This library uses Spacy as tokenizer. Current models supported are en_core_web_sm and fr_core_news_sm. If not installed, run the following commands:

pip install https://github.com/explosion/spacy-models/releases/download/en_core_web_sm-2.3.1/en_core_web_sm-2.3.1.tar.gz

pip install https://github.com/explosion/spacy-models/releases/download/fr_core_news_sm-2.3.0/fr_core_news_sm-2.3.0.tar.gz


In [None]:
!pip install https://github.com/explosion/spacy-models/releases/download/en_core_web_sm-2.3.1/en_core_web_sm-2.3.1.tar.gz

!pip install https://github.com/explosion/spacy-models/releases/download/fr_core_news_sm-2.3.0/fr_core_news_sm-2.3.0.tar.gz

In [2]:
!pip install dask[complete]==2021.3.0



In [3]:
from nlpretext import Preprocessor
text = "I just got the best dinner in my life @latourdargent !!! I  recommend 😀 #food #paris \n"
preprocessor = Preprocessor()
text = preprocessor.run(text)
print(text)

I just got the best dinner in my life !!! I recommend


Another possibility is to create your custom pipeline if you know exactly what function to apply on your data, here's an example:

In [4]:
from nlpretext import Preprocessor
from nlpretext.basic.preprocess import (normalize_whitespace, remove_punct, remove_eol_characters,
remove_stopwords, lower_text)
from nlpretext.social.preprocess import remove_mentions, remove_hashtag, remove_emoji
text = "I just got the best dinner in my life @latourdargent !!! I  recommend 😀 #food #paris \n"
preprocessor = Preprocessor()
preprocessor.pipe(lower_text)
preprocessor.pipe(remove_mentions)
preprocessor.pipe(remove_hashtag)
preprocessor.pipe(remove_emoji)
preprocessor.pipe(remove_eol_characters)
preprocessor.pipe(remove_stopwords, args={'lang': 'en'})
preprocessor.pipe(remove_punct)
preprocessor.pipe(normalize_whitespace)
text = preprocessor.run(text)
print(text)

dinner life recommend


**Load text data**

Pre-processing text data is useful only if you have loaded data to process! Importing text data as strings in your code can be really simple if you have short texts contained in a local .txt, but it can quickly become difficult if you want to load a lot of texts, stored in multiple formats and divided in multiple files. Hopefully, you can use NLPretext's TextLoader class to easily import text data. Our TextLoader class makes use of Dask, so be sure to install the library if you want to use it, as mentioned above.

In [None]:
from nlpretext.textloader import TextLoader
files_path = "/content/drive/MyDrive/Colab Notebooks/NLP/Text Files/char_sequences.txt"
text_loader = TextLoader()
text_dataframe = text_loader.read_text(files_path)
print(text_dataframe.text.values.tolist())

**Replacing emails**


In [6]:
from nlpretext.basic.preprocess import replace_emails
example = "I have forwarded this email to obama@whitehouse.gov"
example = replace_emails(example, replace_with="*EMAIL*")
print(example)

# "I have forwarded this email to *EMAIL*"

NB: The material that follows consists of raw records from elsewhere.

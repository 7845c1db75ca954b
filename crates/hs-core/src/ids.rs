use core::fmt;

/// External identifier assigned by the static network model.
///
/// Statistics tables are keyed by result-store positions; `ModelId` is the
/// other id scheme, owned by the metadata side. The two only meet inside an
/// id->index map built once per element family.
#[derive(Clone, Copy, PartialEq, Eq, Hash, PartialOrd, Ord)]
#[cfg_attr(feature = "serde", derive(serde::Serialize, serde::Deserialize))]
#[cfg_attr(feature = "serde", serde(transparent))]
pub struct ModelId(i64);

impl ModelId {
    pub fn new(raw: i64) -> Self {
        Self(raw)
    }

    pub fn raw(self) -> i64 {
        self.0
    }
}

impl fmt::Debug for ModelId {
    fn fmt(&self, f: &mut fmt::Formatter<'_>) -> fmt::Result {
        write!(f, "ModelId({})", self.0)
    }
}

impl fmt::Display for ModelId {
    fn fmt(&self, f: &mut fmt::Formatter<'_>) -> fmt::Result {
        write!(f, "{}", self.0)
    }
}

/// 0-based position in one of the result store's element axes
/// (node axis, flowline axis or pump axis).
pub type ElementIndex = usize;
//! The read interface statistics passes run against.

use std::collections::HashMap;

use hs_core::ModelId;
use serde::{Deserialize, Serialize};

use crate::{MaskedArray, SeriesResult};

/// Kind tag on a flowline row of the result store.
#[derive(Debug, Clone, Copy, PartialEq, Eq, Serialize, Deserialize)]
#[serde(rename_all = "snake_case")]
pub enum FlowlineKind {
    Pipe,
    Weir,
    Other,
}

/// One row of the node element table. The row's position in the table is
/// the node's result-store index.
#[derive(Debug, Clone, PartialEq, Serialize, Deserialize)]
pub struct ResultNode {
    /// External model identifier, absent for nodes the solver added on
    /// its own (boundary and 2D cells).
    #[serde(default, skip_serializing_if = "Option::is_none")]
    pub model_id: Option<ModelId>,
}

/// One row of the flowline element table.
#[derive(Debug, Clone, PartialEq, Serialize, Deserialize)]
pub struct ResultFlowline {
    #[serde(default, skip_serializing_if = "Option::is_none")]
    pub model_id: Option<ModelId>,
    pub kind: FlowlineKind,
    /// Result-store index of the upstream node.
    pub start_node: usize,
    /// Result-store index of the downstream node.
    pub end_node: usize,
    #[serde(default, skip_serializing_if = "Option::is_none")]
    pub length_m: Option<f64>,
}

/// Read-only access to the variables and element tables of one finished
/// simulation run.
///
/// Raw variables share the run's time axis ([`timestamps`]); aggregate
/// variables carry their own, usually coarser, axis. Implementations hand
/// out one step at a time so callers can stream over long runs without
/// holding a full variable in memory.
///
/// [`timestamps`]: ResultSource::timestamps
pub trait ResultSource {
    /// Names of every variable present in the run, raw and aggregate.
    fn available_variables(&self) -> Vec<String>;

    fn has_variable(&self, name: &str) -> bool {
        self.available_variables().iter().any(|v| v == name)
    }

    /// Ordered time axis of the raw variables, seconds from run start.
    fn timestamps(&self) -> &[f64];

    /// Time axis of the named variable: its own axis for aggregates, the
    /// run axis for raw variables.
    fn aggregate_timestamps(&self, variable: &str) -> SeriesResult<&[f64]>;

    /// All element values of `variable` at one time step. With a subset,
    /// only the given positions are returned, in the given order.
    fn values_at(
        &self,
        variable: &str,
        step: usize,
        subset: Option<&[usize]>,
    ) -> SeriesResult<MaskedArray>;

    fn node_count(&self) -> usize {
        self.nodes().len()
    }

    fn flowline_count(&self) -> usize {
        self.flowlines().len()
    }

    fn pump_count(&self) -> usize;

    fn nodes(&self) -> &[ResultNode];

    fn flowlines(&self) -> &[ResultFlowline];

    /// External pump identifier to 1-based position on the pump axis, as
    /// published by the result store.
    fn pump_index_map(&self) -> &HashMap<ModelId, usize>;
}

I have forwarded this email to *EMAIL*


**Replacing phone numbers**


In [7]:
from nlpretext.basic.preprocess import replace_phone_numbers
example = "My phone number is 0606060606"
example = replace_phone_numbers(example, country_to_detect=["FR"], replace_with="*PHONE*")
print(example)
# "My phone number is *PHONE*"

My phone number is *PHONE*


**Removing Hashtags**


In [8]:
from nlpretext.social.preprocess import remove_hashtag
example = "This restaurant was amazing #food #foodie #foodstagram #dinner"
example = remove_hashtag(example)
print(example)
# "This restaurant was amazing"

This restaurant was amazing


**Extracting emojis**


In [9]:
from nlpretext.social.preprocess import extract_emojis
example = "I take care of my skin 😀"
example = extract_emojis(example)
print(example)
# [':grinning_face:']

[':grinning_face:']


**Data augmentation**

The augmentation module helps you to generate new texts based on your given examples by modifying some words in the initial ones and to keep associated entities unchanged, if any, in the case of NER tasks. If you want words other than entities to remain unchanged, you can specify it within the stopwords argument. Modifications depend on the chosen method, the ones currently supported by the module are substitutions with synonyms using Wordnet or BERT from the nlpaug library.

In [11]:
from nlpretext.augmentation.text_augmentation import augment_text
example = "I want to buy a small black handbag please."
entities = [{'entity': 'Color', 'word': 'black', 'startCharIndex': 22, 'endCharIndex': 27}]
example = augment_text(example, method="wordnet_synonym", entities=entities)
print(example)
# "I need to buy a small black pocketbook please."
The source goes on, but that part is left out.